Supplied records START

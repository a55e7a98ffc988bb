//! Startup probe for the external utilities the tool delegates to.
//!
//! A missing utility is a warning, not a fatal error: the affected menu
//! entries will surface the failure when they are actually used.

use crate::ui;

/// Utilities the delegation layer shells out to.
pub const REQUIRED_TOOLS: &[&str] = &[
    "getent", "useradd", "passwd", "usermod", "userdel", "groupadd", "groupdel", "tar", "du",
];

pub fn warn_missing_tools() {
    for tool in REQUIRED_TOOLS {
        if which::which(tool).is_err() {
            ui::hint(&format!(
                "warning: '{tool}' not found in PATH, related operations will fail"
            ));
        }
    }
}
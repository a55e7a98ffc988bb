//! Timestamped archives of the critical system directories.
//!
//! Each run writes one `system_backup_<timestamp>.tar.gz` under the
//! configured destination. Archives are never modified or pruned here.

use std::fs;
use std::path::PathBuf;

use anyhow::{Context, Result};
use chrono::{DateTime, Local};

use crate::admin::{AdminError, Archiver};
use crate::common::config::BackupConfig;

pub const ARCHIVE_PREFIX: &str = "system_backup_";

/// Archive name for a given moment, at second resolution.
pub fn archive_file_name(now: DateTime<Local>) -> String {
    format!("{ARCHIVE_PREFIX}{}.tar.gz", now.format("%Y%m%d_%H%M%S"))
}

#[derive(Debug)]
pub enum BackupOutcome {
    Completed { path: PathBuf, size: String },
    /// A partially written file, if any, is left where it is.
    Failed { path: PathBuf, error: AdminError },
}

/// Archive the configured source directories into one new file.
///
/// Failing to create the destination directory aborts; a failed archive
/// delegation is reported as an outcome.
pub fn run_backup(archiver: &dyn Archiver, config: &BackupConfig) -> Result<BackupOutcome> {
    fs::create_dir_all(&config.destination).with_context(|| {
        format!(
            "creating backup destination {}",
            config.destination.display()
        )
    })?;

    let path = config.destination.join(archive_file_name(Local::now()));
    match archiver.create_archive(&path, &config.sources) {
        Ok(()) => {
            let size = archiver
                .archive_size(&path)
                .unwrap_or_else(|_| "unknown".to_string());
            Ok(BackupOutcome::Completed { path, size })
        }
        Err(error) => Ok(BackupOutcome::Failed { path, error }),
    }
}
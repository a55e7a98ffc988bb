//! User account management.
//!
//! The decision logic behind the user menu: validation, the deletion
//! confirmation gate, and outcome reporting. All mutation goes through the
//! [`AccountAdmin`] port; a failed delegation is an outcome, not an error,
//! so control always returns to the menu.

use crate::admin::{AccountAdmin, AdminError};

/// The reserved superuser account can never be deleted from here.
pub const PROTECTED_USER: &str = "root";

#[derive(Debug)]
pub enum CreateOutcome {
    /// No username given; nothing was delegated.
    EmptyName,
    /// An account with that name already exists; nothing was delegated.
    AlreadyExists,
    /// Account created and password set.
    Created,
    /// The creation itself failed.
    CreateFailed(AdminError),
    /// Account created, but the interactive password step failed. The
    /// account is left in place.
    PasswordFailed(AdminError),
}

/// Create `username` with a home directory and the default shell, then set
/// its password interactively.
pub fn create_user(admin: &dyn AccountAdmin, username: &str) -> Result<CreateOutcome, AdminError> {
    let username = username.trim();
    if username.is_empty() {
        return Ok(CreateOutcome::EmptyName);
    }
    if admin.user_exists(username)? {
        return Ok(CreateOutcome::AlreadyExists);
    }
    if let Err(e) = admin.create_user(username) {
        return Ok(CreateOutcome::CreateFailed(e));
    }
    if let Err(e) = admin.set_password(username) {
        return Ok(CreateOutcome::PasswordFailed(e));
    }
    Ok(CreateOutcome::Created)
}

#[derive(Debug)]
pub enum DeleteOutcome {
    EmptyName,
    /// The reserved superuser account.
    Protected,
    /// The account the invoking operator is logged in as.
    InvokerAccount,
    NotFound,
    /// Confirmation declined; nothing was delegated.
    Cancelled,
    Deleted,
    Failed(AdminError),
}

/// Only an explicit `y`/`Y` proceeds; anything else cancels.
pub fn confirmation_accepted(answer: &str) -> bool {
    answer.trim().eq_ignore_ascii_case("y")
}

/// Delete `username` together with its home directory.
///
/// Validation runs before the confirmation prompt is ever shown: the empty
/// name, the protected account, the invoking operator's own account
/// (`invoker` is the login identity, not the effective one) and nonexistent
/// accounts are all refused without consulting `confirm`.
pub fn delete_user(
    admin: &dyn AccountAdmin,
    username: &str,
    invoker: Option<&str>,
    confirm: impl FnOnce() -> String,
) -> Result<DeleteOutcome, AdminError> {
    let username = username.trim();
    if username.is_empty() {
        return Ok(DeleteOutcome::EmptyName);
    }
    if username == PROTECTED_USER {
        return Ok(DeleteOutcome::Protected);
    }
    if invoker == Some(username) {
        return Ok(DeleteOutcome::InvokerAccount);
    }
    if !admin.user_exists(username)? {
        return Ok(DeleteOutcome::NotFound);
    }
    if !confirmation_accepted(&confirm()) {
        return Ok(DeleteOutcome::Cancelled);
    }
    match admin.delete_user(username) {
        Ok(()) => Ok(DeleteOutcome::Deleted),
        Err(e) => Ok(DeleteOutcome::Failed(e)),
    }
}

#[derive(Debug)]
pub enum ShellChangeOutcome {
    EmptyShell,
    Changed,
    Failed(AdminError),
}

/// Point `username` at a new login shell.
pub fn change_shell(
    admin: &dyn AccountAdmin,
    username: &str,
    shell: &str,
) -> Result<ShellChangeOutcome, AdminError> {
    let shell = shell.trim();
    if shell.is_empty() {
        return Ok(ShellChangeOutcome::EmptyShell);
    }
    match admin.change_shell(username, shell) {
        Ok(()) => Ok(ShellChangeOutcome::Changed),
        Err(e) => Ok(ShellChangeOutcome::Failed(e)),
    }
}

Supplied records END

» Work task:
Extract all lines of the records above that include "format".

» Task output:
            ui::hint(&format!(
    format!("{ARCHIVE_PREFIX}{}.tar.gz", now.format("%Y%m%d_%H%M%S"))
        format!(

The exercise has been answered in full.